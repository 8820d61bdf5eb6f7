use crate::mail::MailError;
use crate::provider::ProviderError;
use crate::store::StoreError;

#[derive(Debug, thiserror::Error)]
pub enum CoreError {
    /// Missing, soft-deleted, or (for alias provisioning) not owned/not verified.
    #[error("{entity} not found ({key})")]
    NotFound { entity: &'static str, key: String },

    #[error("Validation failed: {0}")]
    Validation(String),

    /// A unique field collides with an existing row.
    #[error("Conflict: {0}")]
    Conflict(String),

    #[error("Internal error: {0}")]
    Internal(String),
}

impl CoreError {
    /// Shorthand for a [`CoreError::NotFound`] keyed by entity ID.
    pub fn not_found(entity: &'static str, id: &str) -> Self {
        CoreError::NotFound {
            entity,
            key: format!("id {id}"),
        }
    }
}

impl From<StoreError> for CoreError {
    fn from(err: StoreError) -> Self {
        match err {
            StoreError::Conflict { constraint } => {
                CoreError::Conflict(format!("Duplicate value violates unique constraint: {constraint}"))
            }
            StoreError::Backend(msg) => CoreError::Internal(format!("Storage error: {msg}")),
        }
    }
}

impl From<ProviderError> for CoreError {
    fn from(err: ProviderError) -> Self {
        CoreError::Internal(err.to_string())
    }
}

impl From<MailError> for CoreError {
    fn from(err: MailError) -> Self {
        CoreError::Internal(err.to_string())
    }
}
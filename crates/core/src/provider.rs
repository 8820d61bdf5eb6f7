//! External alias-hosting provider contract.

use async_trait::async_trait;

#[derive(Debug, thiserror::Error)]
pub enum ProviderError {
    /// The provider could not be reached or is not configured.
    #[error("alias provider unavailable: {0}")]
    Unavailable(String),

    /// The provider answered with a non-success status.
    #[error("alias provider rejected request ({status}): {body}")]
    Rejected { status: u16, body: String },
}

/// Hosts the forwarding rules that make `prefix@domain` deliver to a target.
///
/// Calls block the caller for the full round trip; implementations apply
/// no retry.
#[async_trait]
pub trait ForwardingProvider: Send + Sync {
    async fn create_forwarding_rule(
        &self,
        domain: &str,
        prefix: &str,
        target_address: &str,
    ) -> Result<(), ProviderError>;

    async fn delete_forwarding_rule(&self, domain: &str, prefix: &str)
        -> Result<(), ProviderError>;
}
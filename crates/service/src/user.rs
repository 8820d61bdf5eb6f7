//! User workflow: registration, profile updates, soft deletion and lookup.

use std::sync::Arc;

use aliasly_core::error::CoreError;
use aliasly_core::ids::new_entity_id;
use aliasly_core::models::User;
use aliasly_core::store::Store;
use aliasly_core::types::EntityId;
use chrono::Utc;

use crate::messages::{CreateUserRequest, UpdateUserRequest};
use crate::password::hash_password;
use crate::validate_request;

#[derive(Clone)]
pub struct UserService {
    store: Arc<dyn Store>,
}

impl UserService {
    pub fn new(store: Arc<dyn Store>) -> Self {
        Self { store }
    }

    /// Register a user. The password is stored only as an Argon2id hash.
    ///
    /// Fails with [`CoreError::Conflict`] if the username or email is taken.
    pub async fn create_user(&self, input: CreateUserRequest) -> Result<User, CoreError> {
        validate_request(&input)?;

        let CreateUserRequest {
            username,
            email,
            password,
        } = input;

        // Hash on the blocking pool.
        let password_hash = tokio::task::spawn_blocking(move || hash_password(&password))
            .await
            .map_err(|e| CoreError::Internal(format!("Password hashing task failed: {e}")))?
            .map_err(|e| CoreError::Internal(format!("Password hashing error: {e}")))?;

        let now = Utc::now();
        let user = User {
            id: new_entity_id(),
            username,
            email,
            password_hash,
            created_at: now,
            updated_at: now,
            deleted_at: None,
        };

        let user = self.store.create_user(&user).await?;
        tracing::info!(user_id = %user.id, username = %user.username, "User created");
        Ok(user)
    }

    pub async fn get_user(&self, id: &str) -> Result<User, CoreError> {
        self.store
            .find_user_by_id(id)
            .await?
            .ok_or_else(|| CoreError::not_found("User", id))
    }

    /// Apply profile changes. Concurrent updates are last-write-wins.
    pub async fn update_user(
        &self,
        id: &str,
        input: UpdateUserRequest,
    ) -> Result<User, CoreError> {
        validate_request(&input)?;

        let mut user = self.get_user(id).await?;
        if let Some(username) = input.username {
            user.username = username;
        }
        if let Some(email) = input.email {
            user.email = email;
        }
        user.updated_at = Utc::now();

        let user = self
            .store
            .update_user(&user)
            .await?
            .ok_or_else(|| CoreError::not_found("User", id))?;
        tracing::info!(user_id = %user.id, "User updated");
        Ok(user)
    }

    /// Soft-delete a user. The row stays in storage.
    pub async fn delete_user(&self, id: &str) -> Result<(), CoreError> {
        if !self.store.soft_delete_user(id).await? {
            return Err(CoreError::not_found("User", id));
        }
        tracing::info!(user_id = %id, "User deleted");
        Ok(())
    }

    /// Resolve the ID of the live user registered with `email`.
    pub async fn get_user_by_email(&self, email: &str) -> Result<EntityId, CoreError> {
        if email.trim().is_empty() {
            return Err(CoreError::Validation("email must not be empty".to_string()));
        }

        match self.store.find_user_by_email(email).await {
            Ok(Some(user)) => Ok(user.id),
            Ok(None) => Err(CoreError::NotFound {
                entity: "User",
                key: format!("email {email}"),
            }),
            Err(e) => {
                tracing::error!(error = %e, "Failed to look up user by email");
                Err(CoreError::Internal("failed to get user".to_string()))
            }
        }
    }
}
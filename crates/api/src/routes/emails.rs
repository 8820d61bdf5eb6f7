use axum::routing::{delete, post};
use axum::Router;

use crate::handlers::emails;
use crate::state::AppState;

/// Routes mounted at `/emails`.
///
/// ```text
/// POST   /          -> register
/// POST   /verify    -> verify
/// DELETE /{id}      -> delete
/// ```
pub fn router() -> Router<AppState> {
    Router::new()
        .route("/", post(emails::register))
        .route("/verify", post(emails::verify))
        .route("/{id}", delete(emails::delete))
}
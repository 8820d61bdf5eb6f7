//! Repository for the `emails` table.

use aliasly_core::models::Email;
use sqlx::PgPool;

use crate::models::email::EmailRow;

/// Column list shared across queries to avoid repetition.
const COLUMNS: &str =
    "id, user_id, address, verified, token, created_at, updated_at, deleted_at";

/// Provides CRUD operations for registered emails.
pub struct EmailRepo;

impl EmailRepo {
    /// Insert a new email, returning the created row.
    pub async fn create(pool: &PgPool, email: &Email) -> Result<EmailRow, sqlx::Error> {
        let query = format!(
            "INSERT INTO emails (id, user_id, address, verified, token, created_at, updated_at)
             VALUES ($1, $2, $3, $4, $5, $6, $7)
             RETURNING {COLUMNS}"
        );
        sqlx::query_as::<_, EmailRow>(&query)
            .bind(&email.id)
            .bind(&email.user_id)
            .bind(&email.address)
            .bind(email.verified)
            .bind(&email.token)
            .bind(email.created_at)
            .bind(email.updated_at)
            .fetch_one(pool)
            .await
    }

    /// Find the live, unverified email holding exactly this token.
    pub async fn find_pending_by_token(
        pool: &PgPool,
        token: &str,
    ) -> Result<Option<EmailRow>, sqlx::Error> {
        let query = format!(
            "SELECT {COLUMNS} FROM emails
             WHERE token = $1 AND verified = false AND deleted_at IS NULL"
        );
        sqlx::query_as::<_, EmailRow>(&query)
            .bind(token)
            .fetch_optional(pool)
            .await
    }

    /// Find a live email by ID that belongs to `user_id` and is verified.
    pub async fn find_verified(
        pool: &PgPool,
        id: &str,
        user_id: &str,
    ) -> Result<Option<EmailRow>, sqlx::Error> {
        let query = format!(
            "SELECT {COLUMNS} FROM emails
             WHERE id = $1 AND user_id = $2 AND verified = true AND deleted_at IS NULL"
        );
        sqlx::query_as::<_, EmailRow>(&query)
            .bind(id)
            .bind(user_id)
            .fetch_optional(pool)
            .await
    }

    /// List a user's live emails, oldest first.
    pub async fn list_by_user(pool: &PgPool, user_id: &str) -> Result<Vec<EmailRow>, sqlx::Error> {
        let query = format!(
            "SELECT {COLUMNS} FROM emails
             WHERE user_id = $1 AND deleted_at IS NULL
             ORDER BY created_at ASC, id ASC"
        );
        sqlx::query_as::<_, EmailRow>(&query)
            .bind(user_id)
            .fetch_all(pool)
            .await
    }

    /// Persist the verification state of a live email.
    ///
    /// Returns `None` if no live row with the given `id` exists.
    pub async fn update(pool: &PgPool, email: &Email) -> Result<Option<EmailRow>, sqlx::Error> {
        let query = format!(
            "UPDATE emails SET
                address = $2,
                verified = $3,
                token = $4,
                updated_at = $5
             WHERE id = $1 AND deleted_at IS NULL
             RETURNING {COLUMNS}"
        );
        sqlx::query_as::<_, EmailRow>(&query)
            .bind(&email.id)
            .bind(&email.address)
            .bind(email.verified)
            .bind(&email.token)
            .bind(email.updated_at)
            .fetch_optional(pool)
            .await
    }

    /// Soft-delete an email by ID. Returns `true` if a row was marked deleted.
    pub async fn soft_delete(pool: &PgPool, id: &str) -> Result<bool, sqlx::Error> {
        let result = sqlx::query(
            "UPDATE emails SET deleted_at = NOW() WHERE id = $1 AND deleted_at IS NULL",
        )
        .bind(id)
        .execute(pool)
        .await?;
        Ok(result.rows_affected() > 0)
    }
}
----------------------------------------
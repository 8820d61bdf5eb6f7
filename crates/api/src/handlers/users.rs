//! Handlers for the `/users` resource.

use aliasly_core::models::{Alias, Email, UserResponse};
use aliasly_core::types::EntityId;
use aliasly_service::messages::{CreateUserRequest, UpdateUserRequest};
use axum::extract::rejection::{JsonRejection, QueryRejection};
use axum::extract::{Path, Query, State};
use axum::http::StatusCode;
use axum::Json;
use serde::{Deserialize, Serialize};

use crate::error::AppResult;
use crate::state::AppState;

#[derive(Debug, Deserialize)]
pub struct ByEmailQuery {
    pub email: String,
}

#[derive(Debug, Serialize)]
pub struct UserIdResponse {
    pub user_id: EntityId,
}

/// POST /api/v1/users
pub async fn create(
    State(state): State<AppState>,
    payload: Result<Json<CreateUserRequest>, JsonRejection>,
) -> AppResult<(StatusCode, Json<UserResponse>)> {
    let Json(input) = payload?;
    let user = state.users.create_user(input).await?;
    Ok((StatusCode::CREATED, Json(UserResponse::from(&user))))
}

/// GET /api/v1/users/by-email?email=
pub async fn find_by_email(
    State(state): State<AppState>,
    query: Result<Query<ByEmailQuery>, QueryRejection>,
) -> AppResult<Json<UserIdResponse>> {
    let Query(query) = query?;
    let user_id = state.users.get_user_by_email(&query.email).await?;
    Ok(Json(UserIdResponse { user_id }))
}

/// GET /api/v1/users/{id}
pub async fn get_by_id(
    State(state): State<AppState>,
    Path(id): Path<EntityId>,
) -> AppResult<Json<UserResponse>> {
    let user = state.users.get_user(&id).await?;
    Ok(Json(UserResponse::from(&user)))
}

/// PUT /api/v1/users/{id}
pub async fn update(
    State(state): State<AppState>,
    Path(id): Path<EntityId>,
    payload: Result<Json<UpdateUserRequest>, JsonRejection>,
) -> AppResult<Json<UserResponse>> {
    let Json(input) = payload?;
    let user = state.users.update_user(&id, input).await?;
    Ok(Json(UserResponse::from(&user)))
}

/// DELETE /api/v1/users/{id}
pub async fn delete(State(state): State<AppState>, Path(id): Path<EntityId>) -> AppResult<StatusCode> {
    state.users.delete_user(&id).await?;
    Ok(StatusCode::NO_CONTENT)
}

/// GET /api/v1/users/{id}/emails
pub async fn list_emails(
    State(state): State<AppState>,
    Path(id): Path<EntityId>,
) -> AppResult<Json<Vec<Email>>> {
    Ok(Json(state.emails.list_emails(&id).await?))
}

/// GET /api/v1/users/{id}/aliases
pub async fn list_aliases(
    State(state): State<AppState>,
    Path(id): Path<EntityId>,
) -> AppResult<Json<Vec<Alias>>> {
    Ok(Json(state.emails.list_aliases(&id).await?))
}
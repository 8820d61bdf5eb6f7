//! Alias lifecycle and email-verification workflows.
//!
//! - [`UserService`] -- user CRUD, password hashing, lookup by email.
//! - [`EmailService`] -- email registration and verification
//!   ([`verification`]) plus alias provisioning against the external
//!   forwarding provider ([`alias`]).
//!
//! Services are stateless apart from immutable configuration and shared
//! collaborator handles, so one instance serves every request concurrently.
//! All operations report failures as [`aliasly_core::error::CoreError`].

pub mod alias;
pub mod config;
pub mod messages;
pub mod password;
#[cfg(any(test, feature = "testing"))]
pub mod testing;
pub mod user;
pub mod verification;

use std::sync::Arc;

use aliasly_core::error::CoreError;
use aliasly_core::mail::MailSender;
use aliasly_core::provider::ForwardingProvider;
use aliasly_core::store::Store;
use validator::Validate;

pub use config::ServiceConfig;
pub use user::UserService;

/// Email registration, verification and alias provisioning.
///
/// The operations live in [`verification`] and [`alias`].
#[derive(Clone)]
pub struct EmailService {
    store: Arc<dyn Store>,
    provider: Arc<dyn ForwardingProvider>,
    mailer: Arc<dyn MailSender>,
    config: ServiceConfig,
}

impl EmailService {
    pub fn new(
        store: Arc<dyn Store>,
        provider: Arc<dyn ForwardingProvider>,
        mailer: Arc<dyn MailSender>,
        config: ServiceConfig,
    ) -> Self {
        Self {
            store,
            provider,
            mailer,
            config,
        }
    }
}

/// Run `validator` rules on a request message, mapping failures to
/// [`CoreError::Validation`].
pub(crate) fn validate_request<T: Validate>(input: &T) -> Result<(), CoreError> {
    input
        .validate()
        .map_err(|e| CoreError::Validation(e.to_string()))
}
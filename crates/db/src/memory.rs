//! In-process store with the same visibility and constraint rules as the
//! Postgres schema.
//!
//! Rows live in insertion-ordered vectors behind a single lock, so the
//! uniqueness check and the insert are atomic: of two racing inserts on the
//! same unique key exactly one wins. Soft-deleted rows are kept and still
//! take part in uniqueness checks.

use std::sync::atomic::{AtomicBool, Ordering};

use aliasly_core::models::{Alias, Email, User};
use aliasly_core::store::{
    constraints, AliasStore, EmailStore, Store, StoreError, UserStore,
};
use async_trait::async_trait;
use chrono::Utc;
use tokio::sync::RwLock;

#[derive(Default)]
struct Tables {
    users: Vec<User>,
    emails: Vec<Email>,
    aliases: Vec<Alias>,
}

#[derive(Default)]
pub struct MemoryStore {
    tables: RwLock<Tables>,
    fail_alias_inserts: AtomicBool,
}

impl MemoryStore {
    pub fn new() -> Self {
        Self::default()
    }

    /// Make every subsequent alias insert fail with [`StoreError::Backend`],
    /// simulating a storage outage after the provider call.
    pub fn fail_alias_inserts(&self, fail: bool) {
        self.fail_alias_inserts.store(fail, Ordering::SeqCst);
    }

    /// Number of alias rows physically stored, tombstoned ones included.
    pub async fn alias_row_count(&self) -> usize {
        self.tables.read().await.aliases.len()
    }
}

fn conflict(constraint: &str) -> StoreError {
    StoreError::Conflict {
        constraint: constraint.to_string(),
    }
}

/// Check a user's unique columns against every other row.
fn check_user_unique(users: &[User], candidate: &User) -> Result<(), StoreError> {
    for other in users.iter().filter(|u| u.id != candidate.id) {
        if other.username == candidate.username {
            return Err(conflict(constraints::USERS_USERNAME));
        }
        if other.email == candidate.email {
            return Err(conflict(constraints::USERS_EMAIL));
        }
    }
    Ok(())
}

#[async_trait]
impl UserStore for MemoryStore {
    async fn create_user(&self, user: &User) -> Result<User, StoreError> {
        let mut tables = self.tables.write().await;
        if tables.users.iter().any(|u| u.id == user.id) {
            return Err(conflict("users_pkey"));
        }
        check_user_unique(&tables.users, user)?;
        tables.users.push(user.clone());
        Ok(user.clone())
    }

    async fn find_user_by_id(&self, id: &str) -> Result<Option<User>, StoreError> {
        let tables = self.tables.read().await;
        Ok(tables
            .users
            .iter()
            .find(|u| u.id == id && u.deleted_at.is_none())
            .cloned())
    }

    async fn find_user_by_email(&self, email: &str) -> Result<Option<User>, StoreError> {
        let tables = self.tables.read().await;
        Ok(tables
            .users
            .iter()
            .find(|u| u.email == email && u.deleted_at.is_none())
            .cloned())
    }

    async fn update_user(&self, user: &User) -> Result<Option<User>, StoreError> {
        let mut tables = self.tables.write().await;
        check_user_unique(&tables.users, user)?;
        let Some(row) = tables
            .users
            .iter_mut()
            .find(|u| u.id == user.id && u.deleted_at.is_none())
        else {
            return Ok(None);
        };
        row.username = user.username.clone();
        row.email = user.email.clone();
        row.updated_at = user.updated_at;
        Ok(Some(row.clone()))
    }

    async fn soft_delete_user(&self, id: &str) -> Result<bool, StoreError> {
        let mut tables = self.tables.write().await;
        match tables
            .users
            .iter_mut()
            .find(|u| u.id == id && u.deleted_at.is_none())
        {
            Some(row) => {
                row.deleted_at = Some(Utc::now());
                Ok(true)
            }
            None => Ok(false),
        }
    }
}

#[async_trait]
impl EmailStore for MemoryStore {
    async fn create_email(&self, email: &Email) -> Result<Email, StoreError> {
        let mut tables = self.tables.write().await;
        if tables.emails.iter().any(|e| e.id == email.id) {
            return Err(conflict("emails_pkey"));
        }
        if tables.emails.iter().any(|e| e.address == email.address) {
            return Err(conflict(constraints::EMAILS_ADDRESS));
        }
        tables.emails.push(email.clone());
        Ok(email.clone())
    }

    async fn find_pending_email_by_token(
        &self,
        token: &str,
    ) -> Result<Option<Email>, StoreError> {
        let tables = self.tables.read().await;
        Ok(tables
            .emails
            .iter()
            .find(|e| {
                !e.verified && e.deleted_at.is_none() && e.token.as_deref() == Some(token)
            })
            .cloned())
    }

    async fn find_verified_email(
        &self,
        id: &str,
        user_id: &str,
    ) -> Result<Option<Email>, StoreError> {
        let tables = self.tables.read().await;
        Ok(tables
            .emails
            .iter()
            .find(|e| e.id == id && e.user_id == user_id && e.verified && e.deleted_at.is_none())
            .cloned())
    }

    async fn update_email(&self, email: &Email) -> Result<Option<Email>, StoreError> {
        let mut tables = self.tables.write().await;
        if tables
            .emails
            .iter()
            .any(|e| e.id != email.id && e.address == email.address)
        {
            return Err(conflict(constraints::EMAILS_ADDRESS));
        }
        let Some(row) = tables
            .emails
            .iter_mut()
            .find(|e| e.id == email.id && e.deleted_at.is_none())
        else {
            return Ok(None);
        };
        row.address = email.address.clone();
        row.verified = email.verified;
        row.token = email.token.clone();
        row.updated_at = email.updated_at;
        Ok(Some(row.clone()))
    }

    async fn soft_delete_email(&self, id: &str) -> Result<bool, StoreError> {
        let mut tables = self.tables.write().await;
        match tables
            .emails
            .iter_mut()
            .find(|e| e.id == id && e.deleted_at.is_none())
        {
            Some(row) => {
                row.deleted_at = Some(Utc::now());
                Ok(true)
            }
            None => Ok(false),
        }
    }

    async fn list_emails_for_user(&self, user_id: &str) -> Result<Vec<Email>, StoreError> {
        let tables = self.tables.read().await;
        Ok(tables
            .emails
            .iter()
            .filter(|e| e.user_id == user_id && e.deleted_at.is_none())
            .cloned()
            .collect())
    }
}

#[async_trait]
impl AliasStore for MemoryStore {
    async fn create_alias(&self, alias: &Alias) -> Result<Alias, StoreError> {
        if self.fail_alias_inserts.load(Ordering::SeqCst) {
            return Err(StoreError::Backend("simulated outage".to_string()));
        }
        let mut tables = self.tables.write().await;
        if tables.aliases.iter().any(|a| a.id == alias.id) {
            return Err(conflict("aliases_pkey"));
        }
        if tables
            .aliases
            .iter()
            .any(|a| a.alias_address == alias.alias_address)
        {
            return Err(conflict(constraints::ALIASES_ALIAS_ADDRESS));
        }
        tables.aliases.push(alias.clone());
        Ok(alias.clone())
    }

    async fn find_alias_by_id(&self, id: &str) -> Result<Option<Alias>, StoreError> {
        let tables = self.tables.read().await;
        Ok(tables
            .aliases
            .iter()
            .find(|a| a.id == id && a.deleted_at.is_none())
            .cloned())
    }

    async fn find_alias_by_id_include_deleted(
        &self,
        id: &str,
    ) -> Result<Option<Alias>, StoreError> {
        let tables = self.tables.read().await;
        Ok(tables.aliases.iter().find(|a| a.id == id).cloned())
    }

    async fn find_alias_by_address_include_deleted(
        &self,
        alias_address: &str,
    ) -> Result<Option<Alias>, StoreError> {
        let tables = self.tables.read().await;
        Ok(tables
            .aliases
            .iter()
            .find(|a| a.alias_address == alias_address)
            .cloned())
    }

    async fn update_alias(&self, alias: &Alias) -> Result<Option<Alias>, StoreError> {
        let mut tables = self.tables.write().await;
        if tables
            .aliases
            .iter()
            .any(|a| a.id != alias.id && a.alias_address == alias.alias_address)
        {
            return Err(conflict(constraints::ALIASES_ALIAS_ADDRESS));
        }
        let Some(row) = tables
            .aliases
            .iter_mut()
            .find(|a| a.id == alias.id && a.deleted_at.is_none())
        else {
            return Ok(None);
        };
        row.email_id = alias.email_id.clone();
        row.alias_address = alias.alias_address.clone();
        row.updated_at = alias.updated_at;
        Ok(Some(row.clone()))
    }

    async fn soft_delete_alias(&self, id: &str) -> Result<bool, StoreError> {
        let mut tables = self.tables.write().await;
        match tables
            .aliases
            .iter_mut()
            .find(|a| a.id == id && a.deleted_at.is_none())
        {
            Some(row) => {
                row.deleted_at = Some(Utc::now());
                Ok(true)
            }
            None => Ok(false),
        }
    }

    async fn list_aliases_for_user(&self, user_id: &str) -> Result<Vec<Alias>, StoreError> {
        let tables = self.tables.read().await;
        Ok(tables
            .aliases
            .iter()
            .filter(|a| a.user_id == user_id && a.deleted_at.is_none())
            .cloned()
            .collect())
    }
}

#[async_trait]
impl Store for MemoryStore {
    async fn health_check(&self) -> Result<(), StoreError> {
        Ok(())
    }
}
----------------------------------------
Copy every line of the data above in which the string "constraints" appears.

    constraints, AliasStore, EmailStore, Store, StoreError, UserStore,
            return Err(conflict(constraints::USERS_USERNAME));
            return Err(conflict(constraints::USERS_EMAIL));
            return Err(conflict(constraints::EMAILS_ADDRESS));
            return Err(conflict(constraints::EMAILS_ADDRESS));
            return Err(conflict(constraints::ALIASES_ALIAS_ADDRESS));
            return Err(conflict(constraints::ALIASES_ALIAS_ADDRESS));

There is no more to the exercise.